Scientist III, Manufacturing Sciences

at  Thermo Fisher Scientific

EDUCATION

• Bachelor’s degree required in a scientific field, preferably an engineering field. Master’s degree and Ph.D. also considered.

EXPERIENCE

• 5+ years of experience in GMP regulated Biologics / Pharma Industry, or equivalent experience (or master’s degree + 3 years’ experience or Ph.D.).
• Follow Environmental, Health and Safety policies and procedures and ensure a safe and healthy workplace environment.
• Ability to self-motivate, prioritize work and time.
• Demonstrates a foundation in general scientific practices, principles, and concepts.
• Writes and communicates effectively.
• Ability to work both independently and as part of a team.
• Knowledge of current Good Manufacturing Practices and US/EU regulations.
• Mammalian Cell Culture experience, bioreactor experience, or pharmaceutical data analusis is a plus.
• Proficient in Microsoft Word and Excel.
• Ability to stand for prolonged periods of time and gown into manufacturing areas.

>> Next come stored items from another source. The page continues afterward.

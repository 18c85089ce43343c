use anyhow::Result;
use chrono::Utc;
use clap::Args;
use gdeltpulse_lib::normalize::DEFAULT_EVENT_LIMIT;
use gdeltpulse_lib::validation;
use gdeltpulse_lib::{build_dashboard, CachedClient, SeriesSource};

use super::QueryArgs;
use crate::output::{
    print_dashboard_markdown, print_dashboard_table, print_events_csv, print_json,
    print_series_csv, OutputFormat,
};

#[derive(Args)]
pub struct SearchArgs {
    #[command(flatten)]
    pub query: QueryArgs,

    /// Number of events to list (1-500)
    #[arg(long, default_value_t = DEFAULT_EVENT_LIMIT)]
    pub events: usize,

    /// Include the per-day series (with moving average and sentiment)
    #[arg(long)]
    pub series: bool,
}

pub async fn run(args: &SearchArgs, client: &CachedClient, format: &OutputFormat) -> Result<()> {
    let query = args.query.to_search_query(Utc::now().date_naive())?;
    let limit = validation::validate_event_limit(args.events)?;

    let snapshot = build_dashboard(client, &query, limit).await?;

    let metric = match snapshot.series_source {
        SeriesSource::Rows => snapshot.metric.to_string(),
        SeriesSource::Insights => "insights timeline".to_string(),
    };
    eprintln!(
        "{} via {} ({}), {}..{}",
        metric,
        snapshot.resolution.action,
        snapshot.granularity,
        query.from,
        query.to
    );
    for warning in &snapshot.warnings {
        eprintln!("warning: {}", warning);
    }

    match format {
        OutputFormat::Table => print_dashboard_table(&snapshot, args.series),
        OutputFormat::Json => print_json(&snapshot),
        OutputFormat::Csv if args.series => print_series_csv(&snapshot)?,
        OutputFormat::Csv => print_events_csv(&snapshot.events)?,
        OutputFormat::Markdown => print_dashboard_markdown(&snapshot, args.series),
    }

    Ok(())
}
//! Normalization of raw GDELT payloads into canonical series and events.
//!
//! Upstream rows are flat but inconsistently populated, and the `insights`
//! tree has no fixed schema at all. Everything here is best-effort: missing
//! or malformed input yields empty output, never an error.

use std::collections::{BTreeMap, HashSet};

use gdelt_api::types::{GdeltResponse, MetricKey, RawRow};
use gdelt_api::Action;
use serde::{Deserialize, Serialize};
use serde_json::{Map, Value};
use url::Url;

use crate::aliases;

/// Deepest level of the insights tree that is visited.
pub const MAX_DEPTH: usize = 64;

/// Events shown when the caller does not say otherwise.
pub const DEFAULT_EVENT_LIMIT: usize = 20;

/// Order tried when none of a mode's own metrics carries a signal.
const GLOBAL_FALLBACK: [MetricKey; 4] = [
    MetricKey::InteractionCount,
    MetricKey::TotalDailyArticles,
    MetricKey::ConflictEvents,
    MetricKey::RelativeCoverage,
];

const SENTIMENT_PRIORITY: [MetricKey; 2] = [MetricKey::AvgSentiment, MetricKey::AvgImpact];

/// One point of a canonical, date-sorted series.
#[derive(Serialize, Deserialize, Clone, Debug, PartialEq)]
pub struct SeriesPoint {
    /// `YYYY-MM-DD`.
    pub date: String,
    pub value: f64,
}

/// An article/event pulled out of the insights tree.
#[derive(Serialize, Deserialize, Clone, Debug, PartialEq)]
pub struct EventRecord {
    pub date: String,
    pub title: String,
    #[serde(skip_serializing_if = "Option::is_none")]
    pub tone: Option<f64>,
    #[serde(skip_serializing_if = "Option::is_none")]
    pub impact: Option<f64>,
    #[serde(skip_serializing_if = "Option::is_none")]
    pub source: Option<String>,
}

impl EventRecord {
    /// Deduplication key: the date plus the source, or the title without one.
    fn dedup_key(&self) -> (String, String) {
        (
            self.date.clone(),
            self.source.clone().unwrap_or_else(|| self.title.clone()),
        )
    }
}

/// Where the main series came from.
#[derive(Serialize, Deserialize, Clone, Copy, Debug, Default, PartialEq, Eq)]
#[serde(rename_all = "snake_case")]
pub enum SeriesSource {
    /// The selected metric of the payload rows.
    #[default]
    Rows,
    /// Dated counts recovered from the insights tree.
    Insights,
}

/// Canonical view of one payload.
#[derive(Serialize, Deserialize, Clone, Debug, Default, PartialEq)]
pub struct NormalizedData {
    pub series: Vec<SeriesPoint>,
    pub series_source: SeriesSource,
    pub sentiment_series: Vec<SeriesPoint>,
    pub events: Vec<EventRecord>,
}

/// Metric candidates for an action, most relevant first.
pub fn metric_priority(action: Action) -> &'static [MetricKey] {
    match action {
        Action::Context | Action::Search => &[
            MetricKey::InteractionCount,
            MetricKey::TotalDailyArticles,
            MetricKey::ConflictEvents,
            MetricKey::RelativeCoverage,
        ],
        Action::Bilateral => &[
            MetricKey::ConflictEvents,
            MetricKey::InteractionCount,
            MetricKey::TotalDailyArticles,
        ],
        Action::BilateralConflictCoverage => &[
            MetricKey::RelativeCoverage,
            MetricKey::ConflictEvents,
            MetricKey::InteractionCount,
        ],
    }
}

fn has_signal(rows: &[RawRow], key: MetricKey) -> bool {
    rows.iter()
        .any(|row| row.metric(key).is_some_and(|v| v != 0.0))
}

/// Picks the metric to chart: the first of the action's candidates, then of
/// the global fallback order, that is nonzero in any row. Defaults to the
/// action's first candidate.
pub fn select_metric_key(rows: &[RawRow], action: Action) -> MetricKey {
    let priorities = metric_priority(action);
    priorities
        .iter()
        .chain(GLOBAL_FALLBACK.iter())
        .copied()
        .find(|key| has_signal(rows, *key))
        .unwrap_or(priorities[0])
}

/// Maps rows to `(date, metric)` points in row order. Rows without a
/// readable date are skipped; a missing metric counts as zero.
pub fn build_metric_series(rows: &[RawRow], key: MetricKey) -> Vec<SeriesPoint> {
    rows.iter()
        .filter_map(|row| {
            Some(SeriesPoint {
                date: row.date()?,
                value: row.metric(key).unwrap_or(0.0),
            })
        })
        .collect()
}

pub fn coverage_series(rows: &[RawRow]) -> Vec<SeriesPoint> {
    build_metric_series(rows, MetricKey::RelativeCoverage)
}

/// The main volume series for a payload.
///
/// When every row is zero and insights are present, the series is rebuilt
/// from dated counts found anywhere in the insights tree.
pub fn build_main_series(
    rows: &[RawRow],
    action: Action,
    insights: Option<&Value>,
) -> Vec<SeriesPoint> {
    main_series_with_source(rows, action, insights).0
}

fn main_series_with_source(
    rows: &[RawRow],
    action: Action,
    insights: Option<&Value>,
) -> (Vec<SeriesPoint>, SeriesSource) {
    let key = select_metric_key(rows, action);
    let series = build_metric_series(rows, key);

    let insights = match insights {
        Some(value) if !value.is_null() => value,
        _ => return (series, SeriesSource::Rows),
    };
    if series.iter().any(|p| p.value != 0.0) {
        return (series, SeriesSource::Rows);
    }

    let mut points = BTreeMap::new();
    collect_timeline(insights, 0, &mut points);
    if points.is_empty() {
        return (series, SeriesSource::Rows);
    }
    tracing::debug!(
        "Rows carried no {} signal, rebuilt {} points from insights",
        key,
        points.len()
    );
    let points = points
        .into_iter()
        .map(|(date, value)| SeriesPoint { date, value })
        .collect();
    (points, SeriesSource::Insights)
}

/// Average sentiment per day, falling back to average impact. Empty when
/// neither metric carries a signal.
pub fn build_sentiment_series(rows: &[RawRow]) -> Vec<SeriesPoint> {
    SENTIMENT_PRIORITY
        .iter()
        .find(|key| has_signal(rows, **key))
        .map(|key| build_metric_series(rows, *key))
        .unwrap_or_default()
}

fn collect_timeline(value: &Value, depth: usize, points: &mut BTreeMap<String, f64>) {
    if depth > MAX_DEPTH {
        return;
    }
    match value {
        Value::Array(items) => {
            for item in items {
                if let Some((date, v)) = parse_timeline_datum(item) {
                    *points.entry(date).or_insert(0.0) += v;
                    continue;
                }
                collect_timeline(item, depth + 1, points);
            }
        }
        Value::Object(map) => {
            for nested in map.values() {
                collect_timeline(nested, depth + 1, points);
            }
        }
        _ => {}
    }
}

fn parse_timeline_datum(value: &Value) -> Option<(String, f64)> {
    let record = value.as_object()?;
    let date = aliases::first_date(record)?;
    let count = aliases::first_number(record, aliases::VALUE_KEYS)?;
    Some((date, count))
}

/// Collects up to `limit` distinct events from anywhere in the insights tree,
/// newest first.
///
/// An object is an event when it has both a readable date and a source URL.
/// The first occurrence of each `(date, source)` wins and the walk stops as
/// soon as `limit` events are held.
pub fn extract_events(insights: Option<&Value>, limit: usize) -> Vec<EventRecord> {
    let insights = match insights {
        Some(value) if limit > 0 => value,
        _ => return Vec::new(),
    };

    let mut walk = EventWalk {
        limit,
        seen: HashSet::new(),
        events: Vec::new(),
    };
    walk.visit(insights, 0);

    let mut events = walk.events;
    events.sort_by(|a, b| b.date.cmp(&a.date));
    events.truncate(limit);
    events
}

struct EventWalk {
    limit: usize,
    seen: HashSet<(String, String)>,
    events: Vec<EventRecord>,
}

impl EventWalk {
    fn full(&self) -> bool {
        self.events.len() >= self.limit
    }

    fn visit(&mut self, value: &Value, depth: usize) {
        if depth > MAX_DEPTH || self.full() {
            return;
        }
        match value {
            Value::Object(map) => {
                if let Some(event) = parse_event(map) {
                    if self.seen.insert(event.dedup_key()) {
                        self.events.push(event);
                    }
                }
                for nested in map.values() {
                    if self.full() {
                        return;
                    }
                    self.visit(nested, depth + 1);
                }
            }
            Value::Array(items) => {
                for item in items {
                    if self.full() {
                        return;
                    }
                    self.visit(item, depth + 1);
                }
            }
            _ => {}
        }
    }
}

fn parse_event(record: &Map<String, Value>) -> Option<EventRecord> {
    let date = aliases::first_date(record)?;
    let source = aliases::first_string(record, aliases::SOURCE_KEYS)?;
    let title = aliases::first_string(record, aliases::TITLE_KEYS)
        .unwrap_or_else(|| hostname_or_raw(&source));

    Some(EventRecord {
        date,
        title,
        tone: aliases::first_tone(record),
        impact: aliases::first_number(record, aliases::IMPACT_KEYS),
        source: Some(source),
    })
}

fn hostname_or_raw(source: &str) -> String {
    Url::parse(source)
        .ok()
        .and_then(|url| url.host_str().map(str::to_string))
        .unwrap_or_else(|| source.to_string())
}

/// Normalizes a whole payload. `None` (a failed or skipped fetch) gives
/// empty output.
pub fn normalize(payload: Option<&GdeltResponse>, action: Action, limit: usize) -> NormalizedData {
    let payload = match payload {
        Some(p) => p,
        None => return NormalizedData::default(),
    };
    let insights = payload.insights.as_ref();
    let (series, series_source) = main_series_with_source(&payload.data, action, insights);
    NormalizedData {
        series,
        series_source,
        sentiment_series: build_sentiment_series(&payload.data),
        events: extract_events(insights, limit),
    }
}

• Collaborate with the process development to develop standardized methodologies and learn/explore new methodologies for conducting unit operations at the manufacturing scale including cell culture, harvest, and purification.
• Contribute to Internal and Customer meetings based upon sound evidence guided by minimal direction.
• Manages internal projects and tasks, lead client projects, and drive timelines with minimal support from supervision.
• Actively identify error proofing opportunities and initiate and drive engineering initiatives to improve practices and procedures with minimal direction.
• Provide scientific expertise for GMP deviations by assessing, reviewing and approving the impact of major deviations on both the product quality and the validation of the process.
• Lead changes to equipment and process design, proactively and with minimal direction.
• Draft, review and approve Manufacturing Batch Records, Performance Qualifications, Process Validation protocols, process flow diagrams, automation methods, and Bill of Materials, ensuring the process is technically accurate and designed for Manufacturing.
• Draft, review, and approve Process control documents, campaign summary report and process validation reports
• Reviews, analyzes and trends process data without supervision
• Provide technical feedback on documents created by other departments, such as Tech Transfer Protocols and SOPs.
• Solve technical challenges on the manufacturing floor as needed for a 24/7 manufacturing facility.
• Support our MSAT team with additional tasks to improve the site, ensure patient safety, and deliver for our customers.
• Provides development and training for Process Engineers/Scientists.